Em Portugal , país neutro, faziam-se sentir tremendas dificuldades de toda a espécie, sendo as mais imediatas, e visíveis, as de natureza alimentar e as deficiências da economia nacional; faltavam, na alimentação das pessoas os alimentos básicos, batata, arroz, massa, açúcar, carnes, peixe e,o mais difícil de obter, era o pão de milho.O pão de trigo era,então, pouco vulgarizado nas camadas sociais, economicamente, desprotegidas, por ser demasiado caro. Chegou a ser distribuído pelas poucas padarias existentes junto das quais e formavam filas matinais para conseguir um pouco de pão que não chegava para todos.Durante séculos, fora vedado ao povo, a favor dos altos dignitários da Nobreza e do Clero.No fim desta Guerra, vulgarizo-se a sua produção,em massa,a isso se chamou a "Revolução do Pão de Trigo",tal como nos finais da Idade Média,houvera a "Revolução do Pão de Milho", na Europa.
Eram tempos em que se comprava-se tudo o que se podia, e se o houvesse, na “Candonga”, nome dado a um mercado paralelo e clandestino, por isso, rigorosamente, punido por fiscais especializados e eficientes, mas,com o qual não conseguiam acabar, pois tal prática comercial era essencial para a sobrevivência alimentar da população,sobretudo a mais carente.porque a Guerra "provocava a falta de tudo."
Também, o bacalhau rareava e era essencial para fazer de “conduto” do tacho do almoço que os trabalhadores braçais ou operários levavam para comer, no local de trabalho, acomodados em cima de todo o objecto que estivesse, pelo menos, a vinte centímetros do chão, como, pedras, entulhos, escadas, muros, etc. numa hora de interrupção laboral, a que tinham direito, para o“comer” e o “descanso” que eram pouco eficientes para lhes retemperar as forças gastas nas jornadas duras.

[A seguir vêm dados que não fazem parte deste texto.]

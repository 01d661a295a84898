use anyhow::Result;
use clap::{ArgAction, CommandFactory, Parser, Subcommand};
use clap_complete::{generate, Shell};
use std::io;

mod commands;
mod config;
mod logging;

/// Straight-line program interpreter.
///
/// Runs built-in sample programs (or JSON AST files produced by `slp ast`)
/// through a tree-walking interpreter, after reporting the widest `print`
/// found by static analysis.
///
/// EXAMPLES:
///     slp run                      Run the default sample (prog)
///     slp run shadowing            Run a named sample
///     slp run prog.json            Run an AST file
///     slp maxargs nested-print     Analyze without running
///     slp ast prog --source        Show a program as pseudo-source
///     slp bst e b g a c            Render a persistent search tree
///
/// ENVIRONMENT VARIABLES:
///     SLP_REPORT_MAXARGS   Set to 'false' to skip the maxargs line
///     SLP_DEFAULT_PROGRAM  Sample used when none is named
///     SLP_LOG_LEVEL        error, warn, info, debug or trace
///     RUST_LOG             Full tracing filter (overrides the level)
#[derive(Parser)]
#[command(name = "slp")]
#[command(version)]
#[command(propagate_version = true)]
struct Cli {
    /// Raise log verbosity (-v info, -vv debug, -vvv trace)
    #[arg(long, short = 'v', global = true, action = ArgAction::Count)]
    verbose: u8,

    #[command(subcommand)]
    command: Commands,
}

#[derive(Subcommand)]
enum Commands {
    /// Run a program
    ///
    /// Prints the program's maxargs on its own line, then interprets it from
    /// the empty table. A runtime error keeps the output already written and
    /// exits non-zero.
    ///
    /// EXAMPLES:
    ///     slp run                      Run the default sample
    ///     slp run operand-order        Run a named sample
    ///     slp run prog --no-maxargs    Skip the maxargs line
    #[command(visible_alias = "r")]
    Run {
        /// Sample name or path to a JSON AST file
        program: Option<String>,
        /// Don't print the maxargs line
        #[arg(long)]
        no_maxargs: bool,
    },

    /// Report the widest print without running
    ///
    /// EXAMPLES:
    ///     slp maxargs                  Analyze the default sample
    ///     slp maxargs unbound          Safe on programs that would fail
    Maxargs {
        /// Sample name or path to a JSON AST file
        program: Option<String>,
    },

    /// Dump a program's AST
    ///
    /// Outputs the versioned JSON AST, which `slp run` accepts back as a
    /// file, or pseudo-source with --source.
    ///
    /// EXAMPLES:
    ///     slp ast prog > prog.json     Save the canonical program
    ///     slp ast nested-print --source
    Ast {
        /// Sample name or path to a JSON AST file
        program: Option<String>,
        /// Print pseudo-source instead of JSON
        #[arg(long, short = 's')]
        source: bool,
    },

    /// List the built-in sample programs
    ///
    /// The default program is marked with '*'.
    Samples,

    /// Render a persistent binary search tree
    ///
    /// Inserts the keys in order and prints the tree. Without keys, prints
    /// the left heavy, right heavy and balanced demo trees.
    ///
    /// EXAMPLES:
    ///     slp bst                      Show the demo trees
    ///     slp bst m d x a              Render your own keys
    Bst {
        /// Keys to insert, in order
        keys: Vec<String>,
    },

    /// Generate shell completions
    ///
    /// EXAMPLES:
    ///     slp completions bash > ~/.local/share/bash-completion/completions/slp
    ///     slp completions zsh > ~/.zfunc/_slp
    ///     slp completions fish > ~/.config/fish/completions/slp.fish
    Completions {
        /// Shell to generate completions for
        #[arg(value_enum)]
        shell: Shell,
    },
}

fn main() -> Result<()> {
    let cli = Cli::parse();
    let config = config::Config::load(&std::env::current_dir()?)?;

    logging::init_tracing(config.effective_log_level(cli.verbose));
    if let Some(root) = &config.project_root {
        tracing::debug!(root = %root.display(), "using slp.toml");
    }

    let mut stdout = io::stdout();

    match cli.command {
        Commands::Run {
            program,
            no_maxargs,
        } => {
            let program = config.program_or_default(program);
            commands::run::run(
                &program,
                config.run_options(no_maxargs),
                slp_runtime::stdout_writer(),
            )?;
        }
        Commands::Maxargs { program } => {
            let program = config.program_or_default(program);
            commands::maxargs::run(&program, &mut stdout)?;
        }
        Commands::Ast { program, source } => {
            let program = config.program_or_default(program);
            commands::ast::run(&program, source, &mut stdout)?;
        }
        Commands::Samples => {
            commands::samples::run(&config.default_program, &mut stdout)?;
        }
        Commands::Bst { keys } => {
            commands::bst::run(&keys, &mut stdout)?;
        }
        Commands::Completions { shell } => {
            let mut cmd = Cli::command();
            generate(shell, &mut cmd, "slp", &mut stdout);
        }
    }

    Ok(())
}
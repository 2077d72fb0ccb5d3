//! Type-safe price representation using decimal arithmetic.

use std::fmt;
use std::str::FromStr;

use rust_decimal::Decimal;
use serde::{Deserialize, Serialize};
use thiserror::Error;

/// A price with currency information.
#[derive(Debug, Clone, Copy, PartialEq, Eq, Serialize, Deserialize)]
pub struct Price {
    /// Amount in the currency's standard unit (e.g., euros, not cents).
    pub amount: Decimal,
    /// ISO 4217 currency code.
    pub currency_code: CurrencyCode,
}

impl Price {
    /// Create a new price.
    #[must_use]
    pub const fn new(amount: Decimal, currency_code: CurrencyCode) -> Self {
        Self {
            amount,
            currency_code,
        }
    }

    /// Price of `quantity` units at this unit price.
    #[must_use]
    pub fn times(self, quantity: u32) -> Self {
        Self {
            amount: self.amount * Decimal::from(quantity),
            currency_code: self.currency_code,
        }
    }

    /// Amount formatted with two decimal places, as Shopify expects for money inputs.
    #[must_use]
    pub fn amount_string(&self) -> String {
        format!("{:.2}", self.amount)
    }
}

/// ISO 4217 currency codes accepted by the seeder.
#[derive(Debug, Clone, Copy, PartialEq, Eq, Hash, Serialize, Deserialize, Default)]
pub enum CurrencyCode {
    USD,
    #[default]
    EUR,
    GBP,
    CAD,
    AUD,
}

impl CurrencyCode {
    /// The ISO 4217 code as sent to Shopify.
    #[must_use]
    pub const fn as_str(self) -> &'static str {
        match self {
            Self::USD => "USD",
            Self::EUR => "EUR",
            Self::GBP => "GBP",
            Self::CAD => "CAD",
            Self::AUD => "AUD",
        }
    }
}

impl fmt::Display for CurrencyCode {
    fn fmt(&self, f: &mut fmt::Formatter<'_>) -> fmt::Result {
        f.write_str(self.as_str())
    }
}

/// Error returned when parsing an unsupported currency code.
#[derive(Debug, Clone, PartialEq, Eq, Error)]
#[error("Unsupported currency code: {0}")]
pub struct UnknownCurrency(pub String);

impl FromStr for CurrencyCode {
    type Err = UnknownCurrency;

    fn from_str(s: &str) -> Result<Self, Self::Err> {
        match s.trim().to_ascii_uppercase().as_str() {
            "USD" => Ok(Self::USD),
            "EUR" => Ok(Self::EUR),
            "GBP" => Ok(Self::GBP),
            "CAD" => Ok(Self::CAD),
            "AUD" => Ok(Self::AUD),
            other => Err(UnknownCurrency(other.to_string())),
        }
    }
}
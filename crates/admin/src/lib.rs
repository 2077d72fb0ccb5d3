//! Order seeder library.
//!
//! Fetches customers and products from a Shopify store and creates
//! synthetic orders against the Admin GraphQL API in paced batches. Used by
//! the `order-seeder-admin` HTTP service and the `seed-cli` binary.
//!
//! # Security
//!
//! This crate holds a HIGH PRIVILEGE Shopify Admin API token and creates
//! real orders. Point it at development stores only.

#![cfg_attr(not(test), forbid(unsafe_code))]

pub mod config;
pub mod error;
pub mod routes;
pub mod seeding;
pub mod shopify;
pub mod state;

use axum::Router;
use tower_http::trace::{DefaultOnResponse, OnResponse, TraceLayer};
use tracing::Span;

use crate::state::AppState;

/// Build the HTTP application with request tracing.
///
/// Sentry layers are added by the binary, outside this router.
pub fn app(state: AppState) -> Router {
    routes::routes()
        .layer(
            TraceLayer::new_for_http()
                .make_span_with(|request: &axum::http::Request<_>| {
                    tracing::info_span!(
                        "http_request",
                        method = %request.method(),
                        uri = %request.uri(),
                        status = tracing::field::Empty,
                        latency_ms = tracing::field::Empty,
                    )
                })
                .on_response(
                    |response: &axum::http::Response<_>,
                     latency: std::time::Duration,
                     span: &Span| {
                        span.record("status", response.status().as_u16());
                        span.record(
                            "latency_ms",
                            u64::try_from(latency.as_millis()).unwrap_or(u64::MAX),
                        );
                        DefaultOnResponse::default().on_response(response, latency, span);
                    },
                ),
        )
        .with_state(state)
}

Para enganar os corpos exaustos, aqueles que podiam usavam,normalmente, ( outros abusavam) uma droga milagrosa, que lhes dava uma sensação enganadora de energia; era o vinho corrente, sendo o mais vulgarizado, o carrascão tinto. que costumavam beber duma "cabaça."ou da boca da garrafa.
" Quando o avanço da leiva abrandava, o Patrão mandava dar um garrafão de vinho, de cinco litros, para distribuir, gratuitamente, pelos cavadores que estavam a ficar esgotados pela dureza da jorna"
Bacalhau salgado havia pouco, mas muito saboroso, que ajudava a “empurrar o resto” que levavam no tacho, batata, arroz, papas de milho,de bola de castanhas, etc., tudo, mais ou menos, frio se não fosse aquecido na obra, com lenha rebuscada no local, mato, bosta de boi seca, colhida pelo caminho, etc.,muitas vezes trabalho de criança,recrutada"só pelo comer"
Um pequeno peixe de bacalhau, cuja espinha media pouco  mais  que um palmo e meio, cortava-se em seis pequenas postas ( uma, para cada um dos seis dias de trabalho) e o rabo servia para a mãe fazer uma “canja´de bacalhau “ que dava aos filhos como alimento e para saberem o quão saboroso devia ser o "Peixe da longínqua Gronelândia" que lhes era vedado comer, enquanto não fossem trabalhadores, como seus pais!.
O repetitivo, pobre,e, às vezes,chilro, caldo de couves, o alimento generalizado do Povo, era, para muitos, escasso e servido, diariamente, com “mais alguma coisa”, sardinha, peixe do rio ou seco, “carne de porco gorda”, de coelho, e,raramente, de galinha- (pois, não havia,ainda, a carne de frango,) e... "pouco mais", conforme as posses, os ganhos laborais, e se houvesse na "Candonga"!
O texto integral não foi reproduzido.